__Material to process__
+--

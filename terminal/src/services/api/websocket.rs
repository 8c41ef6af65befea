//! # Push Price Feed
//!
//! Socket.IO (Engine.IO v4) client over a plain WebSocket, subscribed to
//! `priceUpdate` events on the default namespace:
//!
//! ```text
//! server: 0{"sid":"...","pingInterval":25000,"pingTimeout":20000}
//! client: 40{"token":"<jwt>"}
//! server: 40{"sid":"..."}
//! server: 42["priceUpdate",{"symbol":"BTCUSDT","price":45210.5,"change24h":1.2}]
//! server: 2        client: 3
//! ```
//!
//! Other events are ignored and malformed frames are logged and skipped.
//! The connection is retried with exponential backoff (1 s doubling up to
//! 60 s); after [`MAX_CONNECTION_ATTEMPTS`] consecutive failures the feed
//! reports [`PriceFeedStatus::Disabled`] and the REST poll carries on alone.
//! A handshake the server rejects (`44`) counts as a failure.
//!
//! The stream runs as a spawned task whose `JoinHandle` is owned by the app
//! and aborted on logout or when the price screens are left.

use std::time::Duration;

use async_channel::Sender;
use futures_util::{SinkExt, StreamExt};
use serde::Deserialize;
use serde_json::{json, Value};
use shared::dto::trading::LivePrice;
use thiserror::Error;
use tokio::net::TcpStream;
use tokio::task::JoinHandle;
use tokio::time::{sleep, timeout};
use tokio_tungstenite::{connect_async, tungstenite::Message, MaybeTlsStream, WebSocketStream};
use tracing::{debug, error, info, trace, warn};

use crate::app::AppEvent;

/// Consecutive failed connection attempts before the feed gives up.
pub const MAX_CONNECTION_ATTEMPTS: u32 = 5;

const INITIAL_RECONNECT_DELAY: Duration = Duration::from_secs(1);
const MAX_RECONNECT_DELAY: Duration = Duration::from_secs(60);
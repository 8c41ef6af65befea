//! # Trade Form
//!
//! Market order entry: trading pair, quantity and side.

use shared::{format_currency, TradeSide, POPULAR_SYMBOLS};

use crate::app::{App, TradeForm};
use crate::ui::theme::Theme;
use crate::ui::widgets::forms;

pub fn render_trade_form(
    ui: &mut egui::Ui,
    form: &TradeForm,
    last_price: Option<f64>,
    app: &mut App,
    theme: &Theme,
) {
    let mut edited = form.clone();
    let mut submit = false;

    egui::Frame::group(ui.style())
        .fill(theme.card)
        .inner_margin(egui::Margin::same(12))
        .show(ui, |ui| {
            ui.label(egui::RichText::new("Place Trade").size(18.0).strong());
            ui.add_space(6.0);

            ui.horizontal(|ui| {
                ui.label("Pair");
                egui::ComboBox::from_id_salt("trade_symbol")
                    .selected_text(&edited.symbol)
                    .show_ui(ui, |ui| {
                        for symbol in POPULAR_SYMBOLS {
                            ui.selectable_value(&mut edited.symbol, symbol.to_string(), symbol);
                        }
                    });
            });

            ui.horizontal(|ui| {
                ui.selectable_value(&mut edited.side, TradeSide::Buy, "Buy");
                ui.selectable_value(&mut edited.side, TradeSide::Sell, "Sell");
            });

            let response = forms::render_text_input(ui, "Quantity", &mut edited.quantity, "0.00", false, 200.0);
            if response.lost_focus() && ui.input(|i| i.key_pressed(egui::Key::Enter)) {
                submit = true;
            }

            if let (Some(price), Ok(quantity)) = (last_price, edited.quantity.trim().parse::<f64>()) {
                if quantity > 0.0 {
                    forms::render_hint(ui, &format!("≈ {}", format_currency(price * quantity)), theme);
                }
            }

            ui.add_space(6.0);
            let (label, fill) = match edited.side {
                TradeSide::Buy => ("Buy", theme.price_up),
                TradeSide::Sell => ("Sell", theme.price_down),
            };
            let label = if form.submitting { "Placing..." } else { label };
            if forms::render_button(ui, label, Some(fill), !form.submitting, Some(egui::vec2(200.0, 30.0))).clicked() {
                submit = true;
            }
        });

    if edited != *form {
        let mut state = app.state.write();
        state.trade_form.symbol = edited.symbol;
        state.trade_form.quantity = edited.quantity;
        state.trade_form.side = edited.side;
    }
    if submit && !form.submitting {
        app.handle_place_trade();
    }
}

+--

Give back all the records exactly as they stand.

__Your response__
filename terminal/src/services/api/websocket.rs
repository 8c41ef6af65befea
//! # Push Price Feed
//!
//! Socket.IO (Engine.IO v4) client over a plain WebSocket, subscribed to
//! `priceUpdate` events on the default namespace:
//!
//! ```text
//! server: 0{"sid":"...","pingInterval":25000,"pingTimeout":20000}
//! client: 40{"token":"<jwt>"}
//! server: 40{"sid":"..."}
//! server: 42["priceUpdate",{"symbol":"BTCUSDT","price":45210.5,"change24h":1.2}]
//! server: 2        client: 3
//! ```
//!
//! Other events are ignored and malformed frames are logged and skipped.
//! The connection is retried with exponential backoff (1 s doubling up to
//! 60 s); after [`MAX_CONNECTION_ATTEMPTS`] consecutive failures the feed
//! reports [`PriceFeedStatus::Disabled`] and the REST poll carries on alone.
//! A handshake the server rejects (`44`) counts as a failure.
//!
//! The stream runs as a spawned task whose `JoinHandle` is owned by the app
//! and aborted on logout or when the price screens are left.

use std::time::Duration;

use async_channel::Sender;
use futures_util::{SinkExt, StreamExt};
use serde::Deserialize;
use serde_json::{json, Value};
use shared::dto::trading::LivePrice;
use thiserror::Error;
use tokio::net::TcpStream;
use tokio::task::JoinHandle;
use tokio::time::{sleep, timeout};
use tokio_tungstenite::{connect_async, tungstenite::Message, MaybeTlsStream, WebSocketStream};
use tracing::{debug, error, info, trace, warn};

use crate::app::AppEvent;

/// Consecutive failed connection attempts before the feed gives up.
pub const MAX_CONNECTION_ATTEMPTS: u32 = 5;

const INITIAL_RECONNECT_DELAY: Duration = Duration::from_secs(1);
const MAX_RECONNECT_DELAY: Duration = Duration::from_secs(60);
repository 8c41ef6af65befea
//! # Trade Form
//!
//! Market order entry: trading pair, quantity and side.

use shared::{format_currency, TradeSide, POPULAR_SYMBOLS};

use crate::app::{App, TradeForm};
use crate::ui::theme::Theme;
use crate::ui::widgets::forms;

pub fn render_trade_form(
    ui: &mut egui::Ui,
    form: &TradeForm,
    last_price: Option<f64>,
    app: &mut App,
    theme: &Theme,
) {
    let mut edited = form.clone();
    let mut submit = false;

    egui::Frame::group(ui.style())
        .fill(theme.card)
        .inner_margin(egui::Margin::same(12))
        .show(ui, |ui| {
            ui.label(egui::RichText::new("Place Trade").size(18.0).strong());
            ui.add_space(6.0);

            ui.horizontal(|ui| {
                ui.label("Pair");
                egui::ComboBox::from_id_salt("trade_symbol")
                    .selected_text(&edited.symbol)
                    .show_ui(ui, |ui| {
                        for symbol in POPULAR_SYMBOLS {
                            ui.selectable_value(&mut edited.symbol, symbol.to_string(), symbol);
                        }
                    });
            });

            ui.horizontal(|ui| {
                ui.selectable_value(&mut edited.side, TradeSide::Buy, "Buy");
                ui.selectable_value(&mut edited.side, TradeSide::Sell, "Sell");
            });

            let response = forms::render_text_input(ui, "Quantity", &mut edited.quantity, "0.00", false, 200.0);
            if response.lost_focus() && ui.input(|i| i.key_pressed(egui::Key::Enter)) {
                submit = true;
            }

            if let (Some(price), Ok(quantity)) = (last_price, edited.quantity.trim().parse::<f64>()) {
                if quantity > 0.0 {
                    forms::render_hint(ui, &format!("≈ {}", format_currency(price * quantity)), theme);
                }
            }

            ui.add_space(6.0);
            let (label, fill) = match edited.side {
                TradeSide::Buy => ("Buy", theme.price_up),
                TradeSide::Sell => ("Sell", theme.price_down),
            };
            let label = if form.submitting { "Placing..." } else { label };
            if forms::render_button(ui, label, Some(fill), !form.submitting, Some(egui::vec2(200.0, 30.0))).clicked() {
                submit = true;
            }
        });

    if edited != *form {
        let mut state = app.state.write();
        state.trade_form.symbol = edited.symbol;
        state.trade_form.quantity = edited.quantity;
        state.trade_form.side = edited.side;
    }
    if submit && !form.submitting {
        app.handle_place_trade();
    }
}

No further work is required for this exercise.